El segundo tiempo empezó prácticamente como el primero, al provocar Vidic un nuevo penalti nada más reanudarse el juego. Captain Fantastic resolvió nuevamente para llevar a cabo su celebración de rigor, besando la cámara de Sky Sports por tercera vez en el Teatro de los Sueños. Incluso Steven tuvo un tercer penalti más adelante, el cual lanzó contra el poste, privando a nuestro líder de un hat-trick en territorio hostil. Ese último penalti además provocó la expulsión de Vidic (tantas coincidencias...), dejando a unos tristísimos Red Devils (que hicieron como 10 penaltis fácilmente) con un jugador menos, ante un rival infinitamente superior. Con el Liverpool más relajado, llegó una grandísima ocasión de Suárez, que fue repelida a bocajarro por De Gea de forma extraordinaria. A pesar de ello, el propio delantero charrúa batió al portero Devil, cerrando el marcador.

Mata Who? FLANAGAN, el lateral desubicado
Refiriéndome al rendimiento de nuestros jugadores, he de destacar por encima de todos al auténtico Golden Boy de esta edición de Premier League, por encima incluso de Sterling, y muuuy superior a Bojan 2.0 Januzaj. El PAR-TI-DA-ZO que se marcó ayer Jon Flanagan fue apoteósico. Fue uno de los más grandes del Super Sunday, liderando tanto el ataque como la defensa por las bandas del Liverpool, haciendo entradas sobre Rafael como si de un veterano se tratara. Hemos de recordar que Flanno es lateral derecho natural, teniendo que jugar ayer en banda contraria. Por otro lado, Gerrard y Allen fueron dueños y señores del mediocampo, acompañado de un excelente trabajo defensivo por parte de Agger, Skrtel y Mignolet, quien realizó una excelentísima parada a Rooney con el 0-1. Sturridge y Suárez no destacaron demasiado. No fue necesario que se salieran, aunque Luis lo intentó con muchas más ganas.

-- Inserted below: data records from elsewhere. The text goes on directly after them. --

use std::env;

use anyhow::{anyhow, Result};
use lta_client::LtaClient;
use lta_stages::transport::{GlobusTransport, GridFtpTransport, HpssTransport, WebDavTransport};
use lta_stages::verifier::Verifier;
use lta_worker::{Worker, WorkerConfig};
use prometheus::Registry;
use tracing_subscriber::EnvFilter;

/// Verifies against whichever backend moved the bundle there, chosen via
/// `VERIFIER_TRANSPORT` the same way `replicator`'s is.
#[tokio::main]
async fn main() -> Result<()> {
    tracing_subscriber::fmt()
        .with_env_filter(EnvFilter::from_default_env().add_directive("lta=info".parse()?))
        .init();

    let config = WorkerConfig::load(&[
        "VERIFIER_TRANSPORT",
        "FILE_CATALOG_REST_URL",
        "FILE_CATALOG_CLIENT_ID",
        "FILE_CATALOG_CLIENT_SECRET",
    ])
    .map_err(|e| anyhow!(e))?;
    config.inner().log_redacted();

    let client = LtaClient::new(
        config.lta_rest_url().to_string(),
        config.lta_auth_openid_url().to_string(),
        config.client_id().to_string(),
        config.client_secret().to_string(),
    );
    let registry = Registry::new();

    match config.inner().get("VERIFIER_TRANSPORT") {
        "webdav" => {
            let base_url = env::var("WEBDAV_BASE_URL").map_err(|_| anyhow!("WEBDAV_BASE_URL is required"))?;
            let max_parallel: usize = env::var("MAX_PARALLEL").ok().and_then(|v| v.parse().ok()).unwrap_or(4);
            let stage = Verifier::new(WebDavTransport::new(base_url, max_parallel));
            let mut worker = Worker::new(config, client, stage, &registry);
            worker.run_forever().await
        }
        "globus" => {
            let stage = Verifier::new(GlobusTransport::new(
                env::var("GLOBUS_TRANSFER_API_BASE").map_err(|_| anyhow!("GLOBUS_TRANSFER_API_BASE is required"))?,
                env::var("GLOBUS_SOURCE_ENDPOINT").map_err(|_| anyhow!("GLOBUS_SOURCE_ENDPOINT is required"))?,
                env::var("GLOBUS_DEST_ENDPOINT").map_err(|_| anyhow!("GLOBUS_DEST_ENDPOINT is required"))?,
                env::var("GLOBUS_BEARER_TOKEN").map_err(|_| anyhow!("GLOBUS_BEARER_TOKEN is required"))?,
            ));
            let mut worker = Worker::new(config, client, stage, &registry);
            worker.run_forever().await
        }
        "gridftp" => {
            let stage = Verifier::new(GridFtpTransport::new(
                env::var("GRIDFTP_REMOTE_HOST").map_err(|_| anyhow!("GRIDFTP_REMOTE_HOST is required"))?,
            ));
            let mut worker = Worker::new(config, client, stage, &registry);
            worker.run_forever().await
        }
        "hpss" => {
            let stage = Verifier::new(HpssTransport::new(
                env::var("HSI_BINARY").unwrap_or_else(|_| "hsi".to_string()),
            ));
            let mut worker = Worker::new(config, client, stage, &registry);
            worker.run_forever().await
        }
        other => Err(anyhow!("unrecognized VERIFIER_TRANSPORT '{other}'")),
    }
}
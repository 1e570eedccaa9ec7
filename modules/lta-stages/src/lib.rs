pub mod bundler;
pub mod catalog;
pub mod deleter;
pub mod error;
pub mod finisher;
pub mod manifest;
pub mod mover;
pub mod picker;
pub mod replicator;
pub mod retriever;
pub mod stager;
pub mod transport;
pub mod unpacker;
pub mod verifier;

use lta_common::BundleStatus;

use crate::error::StageError;

/// Parse a stage's `INPUT_STATUS`/`OUTPUT_STATUS` config value into the
/// typed enum the REST client's pop/patch calls expect.
pub fn parse_bundle_status(raw: &str) -> Result<BundleStatus, StageError> {
    serde_json::from_value(serde_json::Value::String(raw.to_lowercase()))
        .map_err(|_| StageError::Manifest(format!("'{raw}' is not a recognized bundle status")))
}

/// `original_status` on a quarantine patch is always the status the item
/// held right before it was claimed — a `&'static str` since it's one of a
/// fixed, known set of values.
pub trait BundleStatusExt {
    fn as_static_str(&self) -> &'static str;
}

impl BundleStatusExt for BundleStatus {
    fn as_static_str(&self) -> &'static str {
        match self {
            BundleStatus::Specified => "specified",
            BundleStatus::Created => "created",
            BundleStatus::Staged => "staged",
            BundleStatus::Transferring => "transferring",
            BundleStatus::Taping => "taping",
            BundleStatus::Verifying => "verifying",
            BundleStatus::Completed => "completed",
            BundleStatus::Detached => "detached",
            BundleStatus::Deleted => "deleted",
            BundleStatus::Finished => "finished",
            BundleStatus::Requested => "requested",
            BundleStatus::Located => "located",
            BundleStatus::Unpacking => "unpacking",
            BundleStatus::Quarantined => "quarantined",
        }
    }
}

#[cfg(test)]
mod tests {
    use super::*;

    #[test]
    fn parses_known_statuses() {
        assert_eq!(parse_bundle_status("staged").unwrap(), BundleStatus::Staged);
        assert_eq!(parse_bundle_status("TAPING").unwrap(), BundleStatus::Taping);
    }

    #[test]
    fn rejects_unknown_status() {
        assert!(parse_bundle_status("not-a-status").is_err());
    }
}
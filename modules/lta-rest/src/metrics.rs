use axum::extract::State;
use axum::response::IntoResponse;
use prometheus::{Encoder, IntCounterVec, Opts, Registry, TextEncoder};
use std::sync::Arc;

use crate::state::AppState;

/// Per-route request counters, labeled by route and status class, mirroring
/// the original's `monitoring.py` promsite counters but scoped to the REST
/// surface rather than the worker components.
pub struct RestMetrics {
    pub requests: IntCounterVec,
}

impl RestMetrics {
    pub fn new(registry: &Registry) -> Self {
        let requests = IntCounterVec::new(
            Opts::new("lta_rest_requests_total", "REST requests by route and status class"),
            &["route", "status_class"],
        )
        .expect("valid metric");
        registry.register(Box::new(requests.clone())).ok();
        Self { requests }
    }

    pub fn record(&self, route: &str, status: axum::http::StatusCode) {
        let class = match status.as_u16() {
            200..=299 => "2xx",
            300..=399 => "3xx",
            400..=499 => "4xx",
            _ => "5xx",
        };
        self.requests.with_label_values(&[route, class]).inc();
    }
}

pub async fn metrics_handler(State(state): State<Arc<AppState>>) -> impl IntoResponse {
    let families = state.registry.gather();
    let mut buf = Vec::new();
    TextEncoder::new().encode(&families, &mut buf).ok();
    (
        [(axum::http::header::CONTENT_TYPE, "text/plain; version=0.0.4")],
        buf,
    )
}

Sólo 2 situaciones provocan esta cara de Ferguson: la
derrota de ayer y quedarse sin Whisky un domingo por
la mañana
Este estupendo resultado, aparte de considerarse una humillación a nuestro mayor rival en su propio campo, supone que nos mantengamos en plena lucha por la Premier League. Chelsea perdió su partido en Birmingham, por lo que nos pondríamos a un punto del actual líder si conseguimos ganar el encuentro que nos falta. Por otro lado, Arsenal venció por la mínima en el derby del norte de Londres, por lo que podríamos aumentar la ventaja sobre Tottenham (5º puesto) hasta 12 puntos, suponiendo la victoria en el partido de menos que tenemos. Con media clasificación a Champions League asegurada, Gerrard y Rodgers apuntan que somos claros contendientes para luchar por la Liga. Si ganamos TODOS los partidos que tenemos (incluyendo Chelsea, City y Tottenham en Anfield), la Premier League podría ser nuestra. Muy complicada empresa, pero con mucha confianza a nuestras espaldas. La victoria de ayer nos convierte en luchadores por el título, aunque como sabreís, sigo prefiriendo ser bastante precavido.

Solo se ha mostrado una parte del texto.